'14~'16年とJRA最多勝利騎手&MVJに輝いた戸崎圭太騎手による、大井競馬在籍時代から続く
人気コーナー!トップジョッキーならではの本音、レースへの意気込みをお届けします!
11月18日時点1558勝
天皇賞・春は2年振りのコンビ カレンブーケドールと1着目指す!
2021/4/30(金)
今週から安田記念までG1レースが続くが、天皇賞(春)にはカレンブーケドールとのコンビで挑むことになった戸崎騎手。ご存知の通り、勝ち星からは遠ざかってはいるが、実績的には現役トップクラスであることは言わずもがな。未知の距離という壁こそあるものの、ジョッキーにとってもチャンスであることには違いないだろう。パートナーにとって3歳春以来の勝利を大一番で導くことができるだろうか。
最終追い切りで久々に騎乗「枠もイイところ」
——今週はまず天皇賞・春(G1)の話題から伺いたいと思いますが、カレンブーケドールには今週の最終追い切りに騎乗されましたね。

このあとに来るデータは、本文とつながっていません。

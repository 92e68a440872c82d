//! Purchase verification against the document store.
//!
//! The payment webhook is the only writer. After the checkout UI sees a
//! successful authorization it asks the verifier whether the webhook's write
//! has landed, and only reveals success on `Confirmed`.
//!
//! Two confirmation signals exist because two entity shapes exist:
//! - unique items flip `{sold: false}` → `{sold: true, paymentIntentId}`
//! - multi-unit products get a purchase record keyed by
//!   (productId, paymentIntentId, buyerId)

use std::sync::Arc;
use std::time::Instant;

use crate::config::schema::{CollectionsConfig, VerifierConfig};
use crate::observability::metrics;
use crate::resilience::timeouts::{run_with_timeout, AttemptFailure};
use crate::resilience::{poll_until, Cancellation, PollPolicy};
use crate::store::{Document, DocumentStore, FieldFilter, StoreError, StoreResult};
use crate::verification::types::{
    fields, require_attempts, require_document_id, require_identifier, PurchaseKey, VerificationOutcome,
    VerificationResult,
};

const ITEM_KIND: &str = "item_state";
const RECORD_KIND: &str = "purchase_record";

/// Read-only observer of webhook side effects.
#[derive(Clone)]
pub struct PurchaseVerifier {
    store: Arc<dyn DocumentStore>,
    collections: CollectionsConfig,
    policy: PollPolicy,
}

impl PurchaseVerifier {
    pub fn new(store: Arc<dyn DocumentStore>, collections: CollectionsConfig, policy: PollPolicy) -> Self {
        Self {
            store,
            collections,
            policy,
        }
    }

    /// Build a verifier using the polling and collection sections of `config`.
    pub fn from_config(store: Arc<dyn DocumentStore>, config: &VerifierConfig) -> Self {
        Self::new(store, config.collections.clone(), config.polling.policy())
    }

    /// Default poll policy applied when a call does not override the ceiling.
    pub fn policy(&self) -> &PollPolicy {
        &self.policy
    }

    pub fn collections(&self) -> &CollectionsConfig {
        &self.collections
    }

    /// Shared store handle.
    pub fn store(&self) -> Arc<dyn DocumentStore> {
        Arc::clone(&self.store)
    }

    /// Poll until the item is marked sold to `expected_payment_intent_id`.
    ///
    /// `max_attempts` lowers the configured ceiling. Store failures count
    /// as misses; only malformed input is an error.
    pub async fn verify_item_state_transition(
        &self,
        item_id: &str,
        expected_payment_intent_id: &str,
        max_attempts: Option<u32>,
        cancel: Cancellation,
    ) -> VerificationResult<VerificationOutcome> {
        require_document_id("item_id", item_id)?;
        require_identifier("payment_intent_id", expected_payment_intent_id)?;
        let policy = self.policy_for(max_attempts)?;

        let started = Instant::now();
        let outcome: VerificationOutcome = poll_until(ITEM_KIND, &policy, cancel, |_| {
            self.item_matches(item_id, expected_payment_intent_id)
        })
        .await
        .into();

        tracing::info!(
            item_id,
            payment_intent_id = expected_payment_intent_id,
            outcome = outcome.label(),
            attempts = outcome.attempts(),
            "Item verification finished"
        );
        metrics::record_verification(ITEM_KIND, outcome.label(), started);
        Ok(outcome)
    }

    /// Poll until a purchase record matching all three keys exists.
    pub async fn verify_record_exists(
        &self,
        key: &PurchaseKey,
        max_attempts: Option<u32>,
        cancel: Cancellation,
    ) -> VerificationResult<VerificationOutcome> {
        key.validate()?;
        let policy = self.policy_for(max_attempts)?;

        let started = Instant::now();
        let outcome: VerificationOutcome = poll_until(RECORD_KIND, &policy, cancel, |_| self.record_exists(key))
            .await
            .into();

        tracing::info!(
            product_id = %key.product_id,
            payment_intent_id = %key.payment_intent_id,
            buyer_id = %key.buyer_id,
            outcome = outcome.label(),
            attempts = outcome.attempts(),
            "Purchase record verification finished"
        );
        metrics::record_verification(RECORD_KIND, outcome.label(), started);
        Ok(outcome)
    }

    /// One look at the item, no polling. Backs the manual "check order
    /// status" fallback, so store failures are reported.
    pub async fn check_item_state(&self, item_id: &str, expected_payment_intent_id: &str) -> VerificationResult<bool> {
        require_document_id("item_id", item_id)?;
        require_identifier("payment_intent_id", expected_payment_intent_id)?;
        self.single_shot(self.item_matches(item_id, expected_payment_intent_id))
            .await
    }

    /// One look for the purchase record, no polling.
    pub async fn check_record_exists(&self, key: &PurchaseKey) -> VerificationResult<bool> {
        key.validate()?;
        self.single_shot(self.record_exists(key)).await
    }

    fn policy_for(&self, max_attempts: Option<u32>) -> VerificationResult<PollPolicy> {
        let attempts = max_attempts.unwrap_or(self.policy.max_attempts);
        require_attempts(attempts, self.policy.max_attempts)?;
        Ok(self.policy.clone().with_max_attempts(attempts))
    }

    async fn single_shot<F>(&self, probe: F) -> VerificationResult<bool>
    where
        F: std::future::Future<Output = StoreResult<bool>>,
    {
        match run_with_timeout(self.policy.attempt_timeout, probe).await {
            Ok(matched) => Ok(matched),
            Err(AttemptFailure::Error(e)) => Err(e.into()),
            Err(AttemptFailure::TimedOut(limit)) => Err(StoreError::Timeout(limit).into()),
        }
    }

    async fn item_matches(&self, item_id: &str, expected_payment_intent_id: &str) -> StoreResult<bool> {
        let document = self.store.get(&self.collections.items, item_id).await?;
        Ok(document.is_some_and(|doc| is_sold_to(&doc, expected_payment_intent_id)))
    }

    async fn record_exists(&self, key: &PurchaseKey) -> StoreResult<bool> {
        let records = self
            .store
            .query_eq(&self.collections.purchases, &purchase_filters(key))
            .await?;
        Ok(!records.is_empty())
    }
}

impl std::fmt::Debug for PurchaseVerifier {
    fn fmt(&self, f: &mut std::fmt::Formatter<'_>) -> std::fmt::Result {
        f.debug_struct("PurchaseVerifier")
            .field("collections", &self.collections)
            .field("policy", &self.policy)
            .finish()
    }
}

/// `sold` is exactly `true` and `paymentIntentId` equals `expected`.
pub fn is_sold_to(item: &Document, expected_payment_intent_id: &str) -> bool {
    item.get_bool(fields::SOLD) == Some(true)
        && item.get_str(fields::PAYMENT_INTENT_ID) == Some(expected_payment_intent_id)
}

/// Equality filters identifying a purchase record.
pub fn purchase_filters(key: &PurchaseKey) -> [FieldFilter; 3] {
    [
        FieldFilter::eq(fields::PRODUCT_ID, key.product_id.as_str()),
        FieldFilter::eq(fields::PAYMENT_INTENT_ID, key.payment_intent_id.as_str()),
        FieldFilter::eq(fields::BUYER_ID, key.buyer_id.as_str()),
    ]
}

2年ぶりに乗せてもらいました。併せ馬でしたが、厩舎からは併走馬についていく形で最後に伸ばしてほしいと言われていました。仕上がりは問題ないと思いますし、気性的に気になるようなところも感じませんでしたよ。体も以前よりスッキリとして、馬の弾みもあって良い成長を遂げていると感じました。
——既に枠順も発表されましたね。
良いところを引けましたね。やっぱり長丁場ですし、内枠の方が競馬は組み立てやすいと思います。長距離戦だけに道中はリラックスさせて走らせたいですし、最後はしっかり脚を使ってくれるイメージがありますからね。
——今年は阪神競馬場での天皇賞・春になります。ほとんどの騎手が経験していないコースですね。気になるところはありますか。
カレンブーケドールにとって京都でやるより、阪神の方が良いんじゃないかと僕は思います。コースについてはそこまで気になるところはないと言いますか、日本の競馬場ですし、勝手知るところではありますからね。例えば障害戦のように障害の箇所が違ったり、左右を回ったり、高低差が激しければ気にした方が良いのかもしれませんが。
——今年、海外で初めての競馬場を経験されました。昔行ったアスコット競馬場や特殊なハッピーバレー競馬場と比べれば、クセは少ないですね。
そう思います。ただ、天気だけは気になりますね。道悪でも走っているとはいえ、牝馬ですし、あまり経験のない斤量を背負って相当な道悪になるよりは綺麗な馬場の方が良いんじゃないかと思っています。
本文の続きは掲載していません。